I used to be able until very recently to be able to scrape web data tables from a very popular social media site LinkedIn
I was able to search a keyword and then extract all the names of the people from the resulting query both text and URL from all pages. Thousands of names and their profile link
Today I tried again and I could not
The metadata from page 1 of results does not match anymore as in the past the metadata of page 2
Therefore now even if you go to page 2, the extract data table activity is not able to extract the list of names from page 2, the table is empty, even with the new 23.10 version which came with some upgrades regarding fuzzy selectors etc
Any ideas how we can get those data again?
P.s. I realized this also happened with Google results. Google now has that never ending scroll (not pages anymore) which seems hard to scrape (even though I did not try)

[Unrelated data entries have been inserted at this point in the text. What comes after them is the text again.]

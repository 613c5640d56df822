//! Cumulative cost-limit pass.
//!
//! Each costed field charges its base cost times the multiplier accumulated from
//! its ancestors. Paginated fields multiply everything beneath them, and charge a
//! per-row overhead when their sub-selection reads rows. Flat fields (total count,
//! page flags) are charged against the multiplier outside their connection.

use std::sync::Arc;

use async_graphql_parser::types::{Field, SelectionSet};
use async_graphql_parser::Positioned;
use costgate_core::errors::error_code;
use costgate_core::{CostObserver, CostReport, Limit};
use tracing::debug;

use super::context::{RuleContext, RuleReport, ValidationRule};
use super::walker::{self, FieldPath, TypedVisitor};
use super::ValidationError;
use crate::cost::{CostScope, Pricing};
use crate::schema::{DecoratedField, FieldRole};

pub struct CostLimitRule {
    limit: Limit,
    expose: bool,
    observer: Arc<dyn CostObserver>,
}

impl CostLimitRule {
    pub fn new(limit: Limit, expose: bool, observer: Arc<dyn CostObserver>) -> Self {
        Self { limit, expose, observer }
    }

    /// Accumulated cost of the operation plus any cost-function failures.
    pub fn compute(&self, ctx: &RuleContext<'_>) -> (f64, Vec<ValidationError>) {
        let Some(root) = ctx.root_type() else {
            return (0.0, Vec::new());
        };
        let mut visitor = CostVisitor::default();
        walker::walk(
            ctx,
            &mut visitor,
            root,
            &ctx.operation.node.selection_set.node,
            &Multipliers::ROOT,
            &mut FieldPath::new(),
            &mut Vec::new(),
        );
        (visitor.total, visitor.errors)
    }
}

impl std::fmt::Debug for CostLimitRule {
    fn fmt(&self, f: &mut std::fmt::Formatter<'_>) -> std::fmt::Result {
        f.debug_struct("CostLimitRule")
            .field("limit", &self.limit)
            .field("expose", &self.expose)
            .finish()
    }
}

impl ValidationRule for CostLimitRule {
    fn name(&self) -> &'static str {
        "cost_limit"
    }

    fn check(&self, ctx: &RuleContext<'_>, report: &mut RuleReport) {
        let (total, errors) = self.compute(ctx);
        report.errors.extend(errors);

        let accepted = self.limit.allows_f64(total);
        if !accepted {
            report.errors.push(ValidationError::new(
                error_code::COST_LIMIT_EXCEEDED,
                format!("operation cost {total:.2} exceeds the limit of {}", self.limit),
            ));
        }
        debug!(
            operation = ctx.operation_name.unwrap_or("<anonymous>"),
            cost = total,
            accepted,
            "cost pass complete"
        );

        if self.expose {
            report.computed_cost = Some(total);
            self.observer.observe(&CostReport {
                operation_name: ctx.operation_name.map(str::to_string),
                cost: total,
                limit: self.limit.max(),
                accepted,
            });
        }
    }
}

#[derive(Debug, Clone, Copy)]
struct Multipliers {
    /// Product of every enclosing collection's multiplier.
    inner: f64,
    /// Same product, excluding the nearest enclosing collection.
    outer: f64,
}

impl Multipliers {
    const ROOT: Self = Self { inner: 1.0, outer: 1.0 };
}

#[derive(Default)]
struct CostVisitor {
    total: f64,
    errors: Vec<ValidationError>,
}

impl<'a> TypedVisitor<'a> for CostVisitor {
    type Frame = Multipliers;

    fn visit_field(
        &mut self,
        ctx: &RuleContext<'a>,
        field: &'a Positioned<Field>,
        def: Option<&'a DecoratedField>,
        path: &[String],
        frame: &Multipliers,
    ) -> Option<Multipliers> {
        let Some(spec) = def.and_then(|d| d.cost.as_ref()) else {
            return Some(*frame);
        };

        let cost = match spec.get_cost(&walker::limit_args(&field.node, ctx.variables)) {
            Ok(cost) => cost,
            Err(err) => {
                self.errors.push(
                    ValidationError::new(
                        error_code::COST_FUNCTION_FAILED,
                        format!("cannot compute cost of `{}`: {err}", field.node.name.node),
                    )
                    .at(path, field.pos),
                );
                return None;
            }
        };

        let charged_against = match cost.scope {
            CostScope::Inherited => frame.inner,
            CostScope::Flat => frame.outer,
        };
        self.total += charged_against * cost.cost;

        match spec.pricing {
            Pricing::Fixed => Some(*frame),
            Pricing::Paginated { .. } => {
                if reads_rows(ctx, def, &field.node.selection_set.node) {
                    self.total += frame.inner * cost.multiplier * cost.base_child_cost;
                }
                Some(Multipliers {
                    inner: frame.inner * cost.multiplier,
                    outer: frame.inner,
                })
            }
        }
    }
}

/// A paginated selection reads rows unless it only asks for counts and page info.
fn reads_rows<'a>(ctx: &RuleContext<'a>, def: Option<&DecoratedField>, set: &'a SelectionSet) -> bool {
    def.is_some_and(|def| {
        walker::selects_field(
            ctx,
            def.def.type_name.as_str(),
            set,
            &|f| f.def.meta.role == FieldRole::Data,
            &mut Vec::new(),
        )
    })
}
//! Cost collector: buffers computed-cost reports for the host to drain.
//! Reports are only produced when `expose_computed_cost` is enabled.

use std::sync::Mutex;

use serde::{Deserialize, Serialize};

/// Buffered reports are capped to keep memory bounded under sustained load.
const MAX_BUFFERED_REPORTS: usize = 1000;

/// Computed cost of one validated operation.
#[derive(Debug, Clone, PartialEq, Serialize, Deserialize)]
pub struct CostReport {
    pub operation_name: Option<String>,
    pub cost: f64,
    pub limit: Option<u64>,
    pub accepted: bool,
}

/// Receives one report per completed cost pass, pass or fail.
pub trait CostObserver: Send + Sync {
    fn observe(&self, report: &CostReport);
}

/// Observer that drops every report.
#[derive(Debug, Default)]
pub struct NoopCostObserver;

impl CostObserver for NoopCostObserver {
    fn observe(&self, _report: &CostReport) {}
}

/// Observer that buffers reports in memory.
#[derive(Debug, Default)]
pub struct CostCollector {
    buffer: Mutex<Vec<CostReport>>,
}

impl CostCollector {
    pub fn new() -> Self {
        Self::default()
    }

    /// Take all buffered reports.
    pub fn drain(&self) -> Vec<CostReport> {
        if let Ok(mut buf) = self.buffer.lock() {
            std::mem::take(&mut *buf)
        } else {
            Vec::new()
        }
    }

    pub fn buffered_count(&self) -> usize {
        self.buffer.lock().map(|b| b.len()).unwrap_or(0)
    }
}

impl CostObserver for CostCollector {
    fn observe(&self, report: &CostReport) {
        tracing::debug!(
            operation = report.operation_name.as_deref().unwrap_or("<anonymous>"),
            cost = report.cost,
            accepted = report.accepted,
            "operation cost computed"
        );
        if let Ok(mut buf) = self.buffer.lock() {
            if buf.len() < MAX_BUFFERED_REPORTS {
                buf.push(report.clone());
            }
        }
    }
}
use super::SystemContext;
use crate::environment::Environment;
use crate::parser::tree::{Command, ForLoop, Primitive, Program, StatementList};
use crate::value::Value;

pub struct TreeWalkInterpreter<C: SystemContext> {
    environment: Environment,
    context: C,
}

impl<C> TreeWalkInterpreter<C>
where
    C: SystemContext,
{
    pub fn new(context: C) -> Self {
        Self {
            environment: Environment::new(),
            context,
        }
    }

    #[tracing::instrument(level = "debug", skip_all)]
    pub fn run(mut self, program: &Program) -> C {
        self.interpret_statement_list(&program.body);
        self.context
    }
}

impl<C> TreeWalkInterpreter<C>
where
    C: SystemContext,
{
    fn interpret_statement_list(&mut self, list: &StatementList) {
        for command in list.commands.iter() {
            self.interpret_command(command);
        }
    }

    fn interpret_command(&mut self, command: &Command) {
        match command {
            Command::ForLoop(for_loop) => self.interpret_for_loop(for_loop),
            Command::Primitive(primitive) => self.interpret_primitive(primitive),
        }
    }

    fn interpret_for_loop(&mut self, for_loop: &ForLoop) {
        let name = for_loop.variable.as_ref().map(|word| word.text.as_str());
        tracing::debug!(
            variable = name,
            iterations = %for_loop.iteration_count(),
            "entering loop"
        );

        for x in for_loop.start..=for_loop.end {
            if let Some(name) = name {
                self.environment.bind(name, Value::Integer(x));
            }
            tracing::trace!(variable = name, value = x, "iteration");
            self.interpret_statement_list(&for_loop.body);
        }

        // Bindings are dynamically scoped, so drop this one once the loop ends.
        if let Some(name) = name {
            self.environment.unbind(name);
        }
    }

    fn interpret_primitive(&mut self, primitive: &Primitive) {
        match primitive {
            Primitive::Println {
                text: Some(text), ..
            } => {
                let line = self.environment.resolve(&text.text);
                self.context.writeln(&line);
            }
            Primitive::Println { text: None, .. } | Primitive::Unrecognized(_) => {}
        }
    }
}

I have tried now to do the same extraction on Edge browser, however it just stops after page 2 without any reason. But at least page two has also data, which is good news
Please try to replicate the below steps and check if it works.
Extract data table without spanning multiple pages. Extract it only for one page.
check with element exist if the next page icon is available.
If yes, click and extract the data table.
Write it to excel
Continue the same steps in a loop until the end of the page.
By this method, you can get the data from all the pages. However, you will have to make sure to store the extracted data from each page for example by writing to an excel.